How to get through to people about cybersecurity
Growing up in the digital age made us tech savvy. Maybe that made us overestimate our cybersecurity competencies. Maybe it didn’t, and, like everyone else, maybe cybersecurity just sits at the back of our minds.
Like most people, we just want to get on with it. Of course, this opens up a human desire to look for a shortcut—the easiest and lowest effort option available. As you know, the easiest option isn’t always the safest or even time or money-saving.
To any Gen Z reading this, you aren’t alone. Even though I know all the risks and how to protect myself, sometimes it’s a lot easier not to take protective action. It’s easier to have my birthday as my password (did I just admit I used to do that?). But I’m trying to do better. I know I have a role to play in protecting myself and my family. So I’m taking responsibility.

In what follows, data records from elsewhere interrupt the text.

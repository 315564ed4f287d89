use serde::{Deserialize, Serialize};

use crate::string_enum;

string_enum! {
    SubjectStatus {
        Active => "active",
        Inactive => "inactive",
    }
}

#[derive(Debug, Clone, Serialize, Deserialize)]
pub struct Subject {
    pub id: i64,
    pub name: String,
    pub description: Option<String>,
    pub status: SubjectStatus,
    pub created_at: chrono::DateTime<chrono::Utc>,
    pub updated_at: chrono::DateTime<chrono::Utc>,
}
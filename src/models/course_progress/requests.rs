use serde::Deserialize;

use crate::models::courses::entities::LessonKind;

#[derive(Debug, Clone, Deserialize)]
pub struct CompleteLessonRequest {
    pub course_id: i64,
    pub chapter_position: i32,
    pub lesson_position: i32,
    pub kind: LessonKind,
    pub video_timestamp: Option<i64>,
}

#[derive(Debug, Clone, Deserialize)]
pub struct SaveTimestampRequest {
    pub course_id: i64,
    pub chapter_position: i32,
    pub lesson_position: i32,
    pub video_timestamp: i64,
}

#[derive(Debug, Clone, Deserialize, Default)]
pub struct ProgressListQuery {
    pub course_id: Option<i64>,
    pub student_id: Option<i64>,
}
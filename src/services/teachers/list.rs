use actix_web::{HttpRequest, HttpResponse, Result as ActixResult};

use super::TeacherService;
use super::profile::build_teacher_profile;
use crate::models::SortOrder;
use crate::models::teachers::requests::TeacherListQuery;
use crate::services::respond;

pub async fn list_teachers(
    service: &TeacherService,
    request: &HttpRequest,
    query: TeacherListQuery,
) -> ActixResult<HttpResponse> {
    let storage = service.get_storage(request);

    let teachers = match storage.list_teachers(query.status).await {
        Ok(teachers) => teachers,
        Err(e) => return Ok(respond::internal("Failed to list teachers", e)),
    };

    let mut profiles = Vec::with_capacity(teachers.len());
    for teacher in teachers {
        match build_teacher_profile(&storage, teacher).await {
            Ok(profile) => profiles.push(profile),
            Err(e) => return Ok(respond::internal("Failed to build teacher profile", e)),
        }
    }

    if let Some(class_id) = query.class_id {
        profiles.retain(|p| p.classes.iter().any(|c| c.id == class_id));
    }
    if let Some(subject_id) = query.subject_id {
        profiles.retain(|p| p.subjects.iter().any(|s| s.id == subject_id));
    }

    match query.order.unwrap_or_default() {
        SortOrder::AZ => profiles.sort_by(|a, b| a.user.name.cmp(&b.user.name)),
        SortOrder::ZA => profiles.sort_by(|a, b| b.user.name.cmp(&a.user.name)),
        SortOrder::Recent => {
            profiles.sort_by(|a, b| b.teacher.created_at.cmp(&a.teacher.created_at))
        }
        SortOrder::Oldest => {
            profiles.sort_by(|a, b| a.teacher.created_at.cmp(&b.teacher.created_at))
        }
    }

    Ok(respond::ok(profiles, "Teachers retrieved successfully"))
}
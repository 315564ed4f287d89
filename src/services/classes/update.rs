use actix_web::{HttpRequest, HttpResponse, Result as ActixResult};

use super::ClassService;
use super::get::build_class_detail;
use crate::models::ErrorCode;
use crate::models::classes::requests::UpdateClassRequest;
use crate::services::respond;

pub async fn update_class(
    service: &ClassService,
    request: &HttpRequest,
    class_id: i64,
    update_data: UpdateClassRequest,
) -> ActixResult<HttpResponse> {
    let storage = service.get_storage(request);

    let class = match storage.update_class(class_id, &update_data).await {
        Ok(Some(class)) => class,
        Ok(None) => {
            return Ok(respond::not_found(
                ErrorCode::ClassNotFound,
                "Class not found",
            ));
        }
        Err(e) => return Ok(respond::internal("Failed to update class", e)),
    };

    // 名单仅在显式提供时整体替换
    if let Some(student_ids) = &update_data.student_ids
        && let Err(e) = storage.set_class_students(class_id, student_ids).await
    {
        return Ok(respond::internal("Failed to relink class students", e));
    }
    if let Some(teacher_ids) = &update_data.teacher_ids
        && let Err(e) = storage.set_class_teachers(class_id, teacher_ids).await
    {
        return Ok(respond::internal("Failed to relink class teachers", e));
    }
    if let Some(subject_ids) = &update_data.subject_ids
        && let Err(e) = storage.set_class_subjects(class_id, subject_ids).await
    {
        return Ok(respond::internal("Failed to relink class subjects", e));
    }

    match build_class_detail(&storage, class).await {
        Ok(detail) => Ok(respond::ok(detail, "Class updated successfully")),
        Err(e) => Ok(respond::internal("Failed to build class detail", e)),
    }
}
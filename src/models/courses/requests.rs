use serde::Deserialize;

use super::entities::{CourseChapter, CourseStatus};
use crate::models::SortOrder;

// 课程创建通过 multipart 表单提交：结构化字段是 JSON 字符串，
// 封面与视频是文件字段（capa / video_{chapter}_{lesson}）。
#[derive(Debug, Clone, Default)]
pub struct CreateCourseForm {
    pub title: String,
    pub description: Option<String>,
    pub subject_id: Option<i64>,
    pub allowed_class_ids: Vec<i64>,
    pub chapters: Vec<CourseChapter>,
}

#[derive(Debug, Clone, Deserialize, Default)]
pub struct UpdateCourseRequest {
    pub title: Option<String>,
    pub description: Option<String>,
    pub subject_id: Option<i64>,
    pub allowed_class_ids: Option<Vec<i64>>,
    pub chapters: Option<Vec<CourseChapter>>,
    pub status: Option<CourseStatus>,
}

#[derive(Debug, Clone, Deserialize)]
pub struct AddChapterRequest {
    pub title: String,
    pub position: i32,
    #[serde(default)]
    pub lessons: Vec<super::entities::CourseLesson>,
}

#[derive(Debug, Clone, Deserialize, Default)]
pub struct CourseListQuery {
    pub subject_id: Option<i64>,
    pub order: Option<SortOrder>,
}

/// Storage 层的新课程行，媒体上传已经完成
#[derive(Debug, Clone)]
pub struct NewCourse {
    pub title: String,
    pub description: Option<String>,
    pub subject_id: i64,
    pub teacher_id: i64,
    pub cover: Option<super::entities::MediaAssetRef>,
    pub chapters: Vec<CourseChapter>,
}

Here’s the bottom line. People need a reason to care. A reason to act beyond “because you have to”. Personalized cybersecurity makes people more open to adopting security best practices. My motivator is protecting my family. It might be different for someone else. And that’s the challenge.
Technology can only do so much. Taking the human behind the screen into account can do so much more!
What does the future hold?
It’s important to stress that Gen Z and future digital natives are humans. We don’t come pre-installed with a cybersecurity feature.
We are all, regardless of age, taught not to accept candy from a stranger. But what if the candy is online? Our real-world instincts don’t always translate to the online world.
But there’s hope for the future—a highly personalized and scientific approach to human cyber risk.